『ドラゴンボール』の本当の価値
『ドラゴンボール』は、レッド段階、ブルー段階のシビアなエピソードからオレンジ段階やグリーン段階へと進み、個々の自由や相互尊重といった観点が徐々に強くなっていった結果、「生ぬるくなった」と言う初期からのファンの声も多く挙がりました。
その気持ちはわからなくもないですが、筆者はこう考えます。
「意識の変遷を辿る作品」として教科書的に読めば、生ぬるいどころか、最後まで十二分にその価値を感じられると。
たとえば、孫悟空・悟飯の親子間における葛藤や心の交流など、精神的な部分が多く描かれるようになった後半は、一読の価値があります。
もともと鳥山明氏は、意識段階の成熟した「優しい」心根を持つ作者であると見受けられますが、敏腕プロデューサーだった初代担当編集者の鳥嶋和彦氏が、ヒット作に仕上がるよう、世の中の人々の意識段階に合わせて調節を行ないました。
最終的に、作者の素の人間性が出てくることで、作品内で表現される価値観もグリーン段階へと進み、より広い視点からのものになっていったわけです。
作風が「生ぬるくなった」のは、作者が成熟した証
なお『ドラゴンボール』に限らず、10年を超える長期連載の作品であれば、初期から後期にかけて、このような変遷を辿っていった作品は数多くあります。

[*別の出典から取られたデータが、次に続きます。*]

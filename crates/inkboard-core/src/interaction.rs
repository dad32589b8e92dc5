//! In-progress interaction state.
//!
//! Accumulates the uncommitted stroke or shape while the pointer is down
//! and commits it to the whiteboard on release. The renderer draws the
//! uncommitted element through the same paths as committed ones, via the
//! preview accessors.

use crate::board::{Whiteboard, DEFAULT_ERASER_RADIUS};
use crate::element::{Element, Shape, Stroke, StrokePoint};
use crate::tools::{Tool, ToolSettings};
use crate::trail::PointerTrail;
use kurbo::{Point, Size};

/// Minimum drag extent (per axis) for a shape to be committed. Smaller
/// drags are treated as accidental taps.
pub const MIN_SHAPE_EXTENT: f64 = 2.0;

/// Tracks the element being produced by the current pointer gesture.
#[derive(Debug, Default)]
pub struct InteractionState {
    stroke_points: Vec<StrokePoint>,
    shape_preview: Option<Shape>,
    trail: PointerTrail,
    dragging: bool,
}

impl InteractionState {
    pub fn new() -> Self {
        Self::default()
    }

    pub fn is_dragging(&self) -> bool {
        self.dragging
    }

    /// Begin a gesture at `position`. Pressure is taken as 1.0 when the
    /// device reports none. Text and select tools are handled by the UI
    /// layer and start no gesture here.
    pub fn pointer_down(
        &mut self,
        position: Point,
        pressure: Option<f64>,
        settings: &ToolSettings,
        board: &mut Whiteboard,
    ) {
        self.dragging = true;
        match settings.tool {
            Tool::Pen | Tool::Highlighter => {
                self.stroke_points = vec![StrokePoint::new(position, pressure.unwrap_or(1.0))];
            }
            Tool::Eraser => {
                board.erase_at(position, DEFAULT_ERASER_RADIUS);
            }
            tool if tool.is_shape_tool() => {
                let kind = tool.shape_kind().unwrap_or_default();
                let mut shape = Shape::new(kind, position);
                shape.color = settings.color;
                shape.line_width = settings.stroke_width;
                self.shape_preview = Some(shape);
            }
            Tool::Laser => {
                self.trail.clear();
                self.trail.push(position);
            }
            Tool::Text | Tool::Select => {}
            _ => {}
        }
    }

    /// Continue the gesture. No-op when no gesture is active.
    pub fn pointer_drag(
        &mut self,
        position: Point,
        pressure: Option<f64>,
        settings: &ToolSettings,
        board: &mut Whiteboard,
    ) {
        if !self.dragging {
            return;
        }
        match settings.tool {
            Tool::Pen | Tool::Highlighter => {
                self.stroke_points
                    .push(StrokePoint::new(position, pressure.unwrap_or(1.0)));
            }
            Tool::Eraser => {
                board.erase_at(position, DEFAULT_ERASER_RADIUS);
            }
            tool if tool.is_shape_tool() => {
                if let Some(shape) = &mut self.shape_preview {
                    shape.size =
                        Size::new(position.x - shape.origin.x, position.y - shape.origin.y);
                }
            }
            Tool::Laser => {
                self.trail.push(position);
            }
            _ => {}
        }
    }

    /// End the gesture, committing the accumulated element if it qualifies:
    /// a stroke needs at least two points, a shape more than
    /// [`MIN_SHAPE_EXTENT`] on either axis. The trail fades on its own.
    pub fn pointer_up(&mut self, settings: &ToolSettings, board: &mut Whiteboard) {
        if !self.dragging {
            return;
        }
        self.dragging = false;

        match settings.tool {
            Tool::Pen | Tool::Highlighter => {
                let points = std::mem::take(&mut self.stroke_points);
                if points.len() >= 2 {
                    board.add_element(Element::Stroke(self.build_stroke(points, settings)));
                }
            }
            tool if tool.is_shape_tool() => {
                if let Some(shape) = self.shape_preview.take() {
                    if shape.size.width.abs() > MIN_SHAPE_EXTENT
                        || shape.size.height.abs() > MIN_SHAPE_EXTENT
                    {
                        board.add_element(Element::Shape(shape));
                    }
                }
            }
            _ => {}
        }
    }

    /// The uncommitted stroke styled with the current settings, if a stroke
    /// gesture is in progress.
    pub fn preview_stroke(&self, settings: &ToolSettings) -> Option<Stroke> {
        if self.stroke_points.is_empty() {
            return None;
        }
        Some(self.build_stroke(self.stroke_points.clone(), settings))
    }

    /// The uncommitted shape, if a shape gesture is in progress.
    pub fn preview_shape(&self) -> Option<&Shape> {
        self.shape_preview.as_ref()
    }

    pub fn trail(&self) -> &PointerTrail {
        &self.trail
    }

    pub fn trail_mut(&mut self) -> &mut PointerTrail {
        &mut self.trail
    }

    fn build_stroke(&self, points: Vec<StrokePoint>, settings: &ToolSettings) -> Stroke {
        let mut stroke = Stroke::from_points(points);
        stroke.color = settings.color;
        stroke.line_width = settings.stroke_width;
        stroke.opacity = settings.opacity;
        stroke.is_highlighter = settings.tool == Tool::Highlighter;
        stroke
    }
}

#[cfg(test)]
mod tests {
    use super::*;

    fn settings_for(tool: Tool) -> ToolSettings {
        let mut settings = ToolSettings::default();
        settings.select_tool(tool);
        settings
    }

    #[test]
    fn test_stroke_gesture_commits_on_release() {
        let mut board = Whiteboard::new();
        let mut interaction = InteractionState::new();
        let settings = settings_for(Tool::Pen);

        interaction.pointer_down(Point::new(0.0, 0.0), Some(0.8), &settings, &mut board);
        interaction.pointer_drag(Point::new(10.0, 10.0), Some(0.9), &settings, &mut board);
        interaction.pointer_drag(Point::new(20.0, 5.0), None, &settings, &mut board);

        let preview = interaction.preview_stroke(&settings).unwrap();
        assert_eq!(preview.len(), 3);

        interaction.pointer_up(&settings, &mut board);
        assert_eq!(board.elements().len(), 1);
        assert!(interaction.preview_stroke(&settings).is_none());

        match &board.elements()[0] {
            Element::Stroke(stroke) => {
                assert_eq!(stroke.points, preview.points);
                assert!(!stroke.is_highlighter);
            }
            other => panic!("expected a stroke, got {other:?}"),
        }
    }

    #[test]
    fn test_tap_commits_nothing() {
        let mut board = Whiteboard::new();
        let mut interaction = InteractionState::new();
        let settings = settings_for(Tool::Pen);

        interaction.pointer_down(Point::new(5.0, 5.0), None, &settings, &mut board);
        interaction.pointer_up(&settings, &mut board);
        assert!(board.elements().is_empty());
        assert!(!board.can_undo());
    }

    #[test]
    fn test_highlighter_flag_and_opacity() {
        let mut board = Whiteboard::new();
        let mut interaction = InteractionState::new();
        let settings = settings_for(Tool::Highlighter);

        interaction.pointer_down(Point::new(0.0, 0.0), None, &settings, &mut board);
        interaction.pointer_drag(Point::new(10.0, 0.0), None, &settings, &mut board);
        interaction.pointer_up(&settings, &mut board);

        match &board.elements()[0] {
            Element::Stroke(stroke) => {
                assert!(stroke.is_highlighter);
                assert!((stroke.opacity - 0.35).abs() < f64::EPSILON);
            }
            other => panic!("expected a stroke, got {other:?}"),
        }
    }

    #[test]
    fn test_shape_gesture_tracks_drag_direction() {
        let mut board = Whiteboard::new();
        let mut interaction = InteractionState::new();
        let settings = settings_for(Tool::Rectangle);

        interaction.pointer_down(Point::new(100.0, 100.0), None, &settings, &mut board);
        interaction.pointer_drag(Point::new(60.0, 70.0), None, &settings, &mut board);

        let preview = interaction.preview_shape().unwrap();
        assert!((preview.size.width + 40.0).abs() < f64::EPSILON);
        assert!((preview.size.height + 30.0).abs() < f64::EPSILON);

        interaction.pointer_up(&settings, &mut board);
        assert_eq!(board.elements().len(), 1);
        assert!(interaction.preview_shape().is_none());
    }

    #[test]
    fn test_tiny_shape_discarded() {
        let mut board = Whiteboard::new();
        let mut interaction = InteractionState::new();
        let settings = settings_for(Tool::Ellipse);

        interaction.pointer_down(Point::new(0.0, 0.0), None, &settings, &mut board);
        interaction.pointer_drag(Point::new(1.5, 1.5), None, &settings, &mut board);
        interaction.pointer_up(&settings, &mut board);
        assert!(board.elements().is_empty());
    }

    #[test]
    fn test_eraser_drag_erases_continuously() {
        let mut board = Whiteboard::new();
        let mut stroke = Stroke::from_points(vec![
            StrokePoint::plain(Point::new(0.0, 0.0)),
            StrokePoint::plain(Point::new(5.0, 5.0)),
        ]);
        stroke.line_width = 2.0;
        board.add_element(Element::Stroke(stroke));

        let mut interaction = InteractionState::new();
        let settings = settings_for(Tool::Eraser);
        interaction.pointer_down(Point::new(2.0, 2.0), None, &settings, &mut board);
        interaction.pointer_up(&settings, &mut board);
        assert!(board.elements().is_empty());
    }

    #[test]
    fn test_laser_accumulates_trail_only() {
        let mut board = Whiteboard::new();
        let mut interaction = InteractionState::new();
        let settings = settings_for(Tool::Laser);

        interaction.pointer_down(Point::new(0.0, 0.0), None, &settings, &mut board);
        interaction.pointer_drag(Point::new(10.0, 0.0), None, &settings, &mut board);
        interaction.pointer_up(&settings, &mut board);

        assert_eq!(interaction.trail().len(), 2);
        assert!(board.elements().is_empty());
        assert!(!board.can_undo());
    }
}
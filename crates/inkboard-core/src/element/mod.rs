//! Drawable elements placed on a page.

mod shape;
mod stroke;
mod text;

pub use shape::{Shape, ShapeKind};
pub use stroke::{Stroke, StrokePoint};
pub use text::Text;

use kurbo::Rect;
use serde::{Deserialize, Serialize};
use uuid::Uuid;

/// Unique identifier for elements.
pub type ElementId = Uuid;

/// A single drawable unit on the canvas.
///
/// The variant set is closed; the renderer, hit-tester, and bounding-rect
/// computation all match on it exhaustively. Serialized form uses the
/// variant name as the discriminating key (`stroke` / `shape` / `text`).
#[derive(Debug, Clone, PartialEq, Serialize, Deserialize)]
#[serde(rename_all = "lowercase")]
pub enum Element {
    Stroke(Stroke),
    Shape(Shape),
    Text(Text),
}

impl Element {
    /// Identity, fixed at construction.
    pub fn id(&self) -> ElementId {
        match self {
            Element::Stroke(s) => s.id(),
            Element::Shape(s) => s.id(),
            Element::Text(t) => t.id(),
        }
    }

    /// Minimal axis-aligned rectangle enclosing the element's visible
    /// extent, including stroke-width padding. Always recomputed from the
    /// current state, never cached.
    pub fn bounding_rect(&self) -> Rect {
        match self {
            Element::Stroke(s) => s.bounding_rect(),
            Element::Shape(s) => s.bounding_rect(),
            Element::Text(t) => t.bounding_rect(),
        }
    }
}
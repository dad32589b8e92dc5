//! Drawing-surface abstraction.

use kurbo::{BezPath, Point, Rect};
use peniko::Color;
use thiserror::Error;

/// Renderer errors.
#[derive(Debug, Error)]
pub enum RenderError {
    #[error("Surface error: {0}")]
    Surface(String),
    #[error("IO error: {0}")]
    Io(#[from] std::io::Error),
}

/// Result type for renderer operations.
pub type RenderResult<T> = Result<T, RenderError>;

/// Font attributes for a text draw command.
#[derive(Debug, Clone, Copy)]
pub struct FontSpec<'a> {
    pub family: &'a str,
    pub size: f64,
    pub bold: bool,
    pub italic: bool,
}

/// The drawing-command contract consumed by the rendering engine.
///
/// The coordinate space is y-down with the origin at the top-left, and
/// text is anchored at the top-left corner of its layout box. A backend
/// whose native conventions differ (y-up raster targets,
/// baseline-addressed text) performs the conversion inside its
/// implementation so that output is upright everywhere.
///
/// Strokes are drawn with round caps and round joins. `save`/`restore`
/// bracket any state mutation (currently the alpha multiplier) so that no
/// state leaks between elements.
pub trait Surface {
    /// Push the current graphics state.
    fn save(&mut self);

    /// Pop back to the most recently saved graphics state.
    fn restore(&mut self);

    /// Set the alpha multiplier applied to subsequent commands.
    fn set_alpha(&mut self, alpha: f64);

    fn fill_rect(&mut self, rect: Rect, color: Color);

    fn stroke_rect(&mut self, rect: Rect, color: Color, width: f64);

    /// Fill the ellipse inscribed in `rect`.
    fn fill_ellipse(&mut self, rect: Rect, color: Color);

    /// Stroke the ellipse inscribed in `rect`.
    fn stroke_ellipse(&mut self, rect: Rect, color: Color, width: f64);

    fn stroke_path(&mut self, path: &BezPath, color: Color, width: f64);

    /// Lay out and draw `text` with its top-left corner at `origin`.
    fn draw_text(&mut self, text: &str, origin: Point, font: &FontSpec<'_>, color: Color);
}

たとえば『賭博黙示録カイジ』についても、連載が長期化することで、非常に「人間的」なエピソードが増えていきましたし、1976年から2016年まで『週刊少年ジャンプ』に連載された『こちら葛飾区亀有公園前派出所(通称「こち亀」)』も、初期の横暴なキャラクターたちが、後期には成熟した大人になっている様子が見て取れます。
「シビアだった展開が生ぬるくなっていった」と感じたとすれば、それは先ほども述べた通り、作者が長い連載期間を通じて、精神的に成熟していった結果でもある、と言えるかもしれません。
子供が生まれるなど、家族構成が変わっていくことで作風が変わるといった事例は、小説家などでもよく見られます。漫画家でも、ここに挙げた作品群は、そのような背景があってのことかと筆者は考えています。